• [What you need to do]
Repeat verbatim only the lines from the opening of the material below through the one that contains "pub struct TeamMetrics".

• [Dataset extract]
use serde::{Deserialize, Serialize};
use tracing::warn;

#[derive(Debug, Clone, PartialEq, Serialize, Deserialize)]
pub struct Trait {
    pub id: String,
    pub label: String,
    /// Badge styling hint for the dashboard.
    pub color: String,
}

#[derive(Debug, Clone, Serialize, Deserialize)]
pub struct Person {
    pub id: String,
    pub name: String,
    pub role: String,
    pub avatar: String,
    pub traits: Vec<Trait>,
    pub stress_level: u32, // 0 – 100
    pub performance: u32,  // 0 – 100
}

#[derive(Debug, Clone, Copy, PartialEq, Serialize, Deserialize)]
pub struct TeamMetrics {
    pub psychological_safety: u32,
    pub productivity: u32,
    pub innovation: u32,
}

#[derive(Debug, Clone, Serialize, Deserialize)]
pub struct Team {
    pub id: String,
    pub name: String,
    pub description: String,
    pub theme_color: String,
    pub metrics: TeamMetrics,
    pub leader: Person,
    pub members: Vec<Person>,
}

#[derive(Debug, Clone, Copy, PartialEq, Eq, Serialize, Deserialize)]
#[serde(rename_all = "snake_case")]
pub enum CandidateStatus {
    Pending,
    Assigned,
}

impl CandidateStatus {
    pub fn as_str(self) -> &'static str {
        match self {
            CandidateStatus::Pending => "pending",
            CandidateStatus::Assigned => "assigned",
        }
    }

    /// Case-insensitive parse of a persisted status. Unknown values read as pending.
    pub fn parse_lenient(raw: &str) -> Self {
        if raw.eq_ignore_ascii_case("assigned") {
            CandidateStatus::Assigned
        } else {
            CandidateStatus::Pending
        }
    }
}

/// Precomputed fit of a candidate for one team.
#[derive(Debug, Clone, PartialEq, Serialize, Deserialize)]
pub struct TeamMatchScore {
    pub team_id: String,
    pub score: u32, // 0 – 100
}

// ────────────────────────────────────────────────────────────────────────────
// Candidate details (resume, interviews, preferences)
// ────────────────────────────────────────────────────────────────────────────

#[derive(Debug, Clone, Default, PartialEq, Serialize, Deserialize)]
pub struct Education {
    pub school: String,
    pub degree: String,
    pub year: String,
}

#[derive(Debug, Clone, Default, PartialEq, Serialize, Deserialize)]
pub struct WorkHistory {
    pub company: String,
    pub role: String,
    pub period: String,
    pub description: String,
}

#[derive(Debug, Clone, Default, PartialEq, Serialize, Deserialize)]
#[serde(default)]
pub struct Resume {
    pub education: Vec<Education>,
    #[serde(alias = "workHistory")]
    pub work_history: Vec<WorkHistory>,
    pub skills: Vec<String>,
    pub certifications: Vec<String>,
}

#[derive(Debug, Clone, PartialEq, Serialize, Deserialize)]
pub struct InterviewLog {
    pub interviewer: String,
    pub role: String,
    pub date: String,
    pub score: u8, // 1 – 5
    pub feedback: String,
}

#[derive(Debug, Clone, Default, PartialEq, Serialize, Deserialize)]
#[serde(default)]
pub struct Preferences {
    pub salary: String,
    #[serde(alias = "startDate")]
    pub start_date: String,
    #[serde(alias = "workStyle")]
    pub work_style: Vec<String>,
    pub motivation: String,
}

#[derive(Debug, Clone, Default, PartialEq, Serialize, Deserialize)]
pub struct CandidateDetails {
    pub resume: Resume,
    pub interview: Vec<InterviewLog>,
    pub preferences: Preferences,
}

impl CandidateDetails {
    /// Builds details from persisted JSON blobs. A missing or malformed blob
    /// yields the empty default for that part instead of an error.
    pub fn from_blobs(
        candidate_id: &str,
        resume_json: Option<&str>,
        preferences_json: Option<&str>,
        interview: Vec<InterviewLog>,
    ) -> Self {
        Self {
            resume: parse_blob(candidate_id, "resume", resume_json),
            interview,
            preferences: parse_blob(candidate_id, "preferences", preferences_json),
        }
    }
}

fn parse_blob<T>(candidate_id: &str, field: &str, raw: Option<&str>) -> T
where
    T: Default + serde::de::DeserializeOwned,
{
    let Some(raw) = raw.filter(|r| !r.trim().is_empty()) else {
        return T::default();
    };
    match serde_json::from_str(raw) {
        Ok(value) => value,
        Err(e) => {
            warn!("Candidate {candidate_id}: malformed {field} JSON, using defaults: {e}");
            T::default()
        }
    }
}

// ────────────────────────────────────────────────────────────────────────────
// Candidate
// ────────────────────────────────────────────────────────────────────────────

#[derive(Debug, Clone, Serialize, Deserialize)]
pub struct Candidate {
    #[serde(flatten)]
    pub person: Person,
    pub status: CandidateStatus,
    pub assigned_team_id: Option<String>,
    /// Ordered. Earlier entries win ties when picking a best team.
    pub match_scores: Vec<TeamMatchScore>,
    pub details: CandidateDetails,
}

impl Candidate {
    pub fn id(&self) -> &str {
        &self.person.id
    }

    /// Precomputed score for `team_id`; 0 when the candidate has no entry for it.
    pub fn score_for(&self, team_id: &str) -> u32 {
        self.match_scores
            .iter()
            .find(|s| s.team_id == team_id)
            .map(|s| s.score)
            .unwrap_or(0)
    }

    /// Highest-scoring team. Ties keep the first entry in `match_scores` order.
    pub fn best_team(&self) -> Option<&TeamMatchScore> {
        let mut best: Option<&TeamMatchScore> = None;
        for entry in &self.match_scores {
            match best {
                Some(current) if entry.score <= current.score => {}
                _ => best = Some(entry),
            }
        }
        best
    }

    pub fn is_pending(&self) -> bool {
        self.status == CandidateStatus::Pending
    }
}

#[cfg(test)]
mod tests {
    use super::*;

    fn candidate(scores: &[(&str, u32)]) -> Candidate {
        Candidate {
            person: Person {
                id: "c1".to_string(),
                name: "Test".to_string(),
                role: "Engineer".to_string(),
                avatar: String::new(),
                traits: vec![],
                stress_level: 0,
                performance: 0,
            },
            status: CandidateStatus::Pending,
            assigned_team_id: None,
            match_scores: scores
                .iter()
                .map(|(team_id, score)| TeamMatchScore {
                    team_id: team_id.to_string(),
                    score: *score,
                })
                .collect(),
            details: CandidateDetails::default(),
        }
    }

    #[test]
    fn test_score_for_missing_team_defaults_to_zero() {
        let c = candidate(&[("team-alpha", 96)]);
        assert_eq!(c.score_for("team-alpha"), 96);
        assert_eq!(c.score_for("team-omega"), 0);
    }

    #[test]
    fn test_best_team_picks_highest() {
        let c = candidate(&[("team-alpha", 72), ("team-beta", 94), ("team-gamma", 60)]);
        assert_eq!(c.best_team().unwrap().team_id, "team-beta");
    }

    #[test]
    fn test_best_team_tie_keeps_first_seen() {
        let c = candidate(&[("team-gamma", 80), ("team-alpha", 80), ("team-beta", 10)]);
        assert_eq!(c.best_team().unwrap().team_id, "team-gamma");
    }

    #[test]
    fn test_best_team_none_without_scores() {
        assert!(candidate(&[]).best_team().is_none());
    }

    #[test]
    fn test_status_parse_is_lenient() {
        assert_eq!(CandidateStatus::parse_lenient("ASSIGNED"), CandidateStatus::Assigned);
        assert_eq!(CandidateStatus::parse_lenient("pending"), CandidateStatus::Pending);
        assert_eq!(CandidateStatus::parse_lenient("weird"), CandidateStatus::Pending);
    }

    #[test]
    fn test_details_from_valid_blobs() {
        let resume = r#"{"education":[{"school":"A","degree":"B","year":"2015"}],"skills":["Rust"]}"#;
        let prefs = r#"{"salary":"1000","work_style":["Remote"]}"#;
        let d = CandidateDetails::from_blobs("c1", Some(resume), Some(prefs), vec![]);
        assert_eq!(d.resume.education[0].school, "A");
        assert_eq!(d.resume.skills, vec!["Rust"]);
        assert!(d.resume.work_history.is_empty());
        assert_eq!(d.preferences.salary, "1000");
        assert_eq!(d.preferences.work_style, vec!["Remote"]);
    }

    #[test]
    fn test_details_accept_camel_case_blobs() {
        let resume = r#"{"workHistory":[{"company":"X","role":"Y","period":"2020","description":"d"}]}"#;
        let prefs = r#"{"startDate":"ASAP","workStyle":["Flex"]}"#;
        let d = CandidateDetails::from_blobs("c1", Some(resume), Some(prefs), vec![]);
        assert_eq!(d.resume.work_history[0].company, "X");
        assert_eq!(d.preferences.start_date, "ASAP");
        assert_eq!(d.preferences.work_style, vec!["Flex"]);
    }

    #[test]
    fn test_details_malformed_blobs_fail_closed() {
        let d = CandidateDetails::from_blobs("c1", Some("{broken"), Some("[1,2]"), vec![]);
        assert_eq!(d.resume, Resume::default());
        assert_eq!(d.preferences, Preferences::default());
    }

    #[test]
    fn test_details_missing_blobs_default() {
        let d = CandidateDetails::from_blobs("c1", None, Some("   "), vec![]);
        assert_eq!(d, CandidateDetails::default());
    }

    #[test]
    fn test_candidate_serializes_flat() {
        let c = candidate(&[("team-alpha", 96)]);
        let json = serde_json::to_value(&c).unwrap();
        assert_eq!(json["id"], "c1");
        assert_eq!(json["status"], "pending");
        assert_eq!(json["match_scores"][0]["team_id"], "team-alpha");
    }
}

• [Answer to this task]
use serde::{Deserialize, Serialize};
use tracing::warn;

#[derive(Debug, Clone, PartialEq, Serialize, Deserialize)]
pub struct Trait {
    pub id: String,
    pub label: String,
    /// Badge styling hint for the dashboard.
    pub color: String,
}

#[derive(Debug, Clone, Serialize, Deserialize)]
pub struct Person {
    pub id: String,
    pub name: String,
    pub role: String,
    pub avatar: String,
    pub traits: Vec<Trait>,
    pub stress_level: u32, // 0 – 100
    pub performance: u32,  // 0 – 100
}

#[derive(Debug, Clone, Copy, PartialEq, Serialize, Deserialize)]
pub struct TeamMetrics {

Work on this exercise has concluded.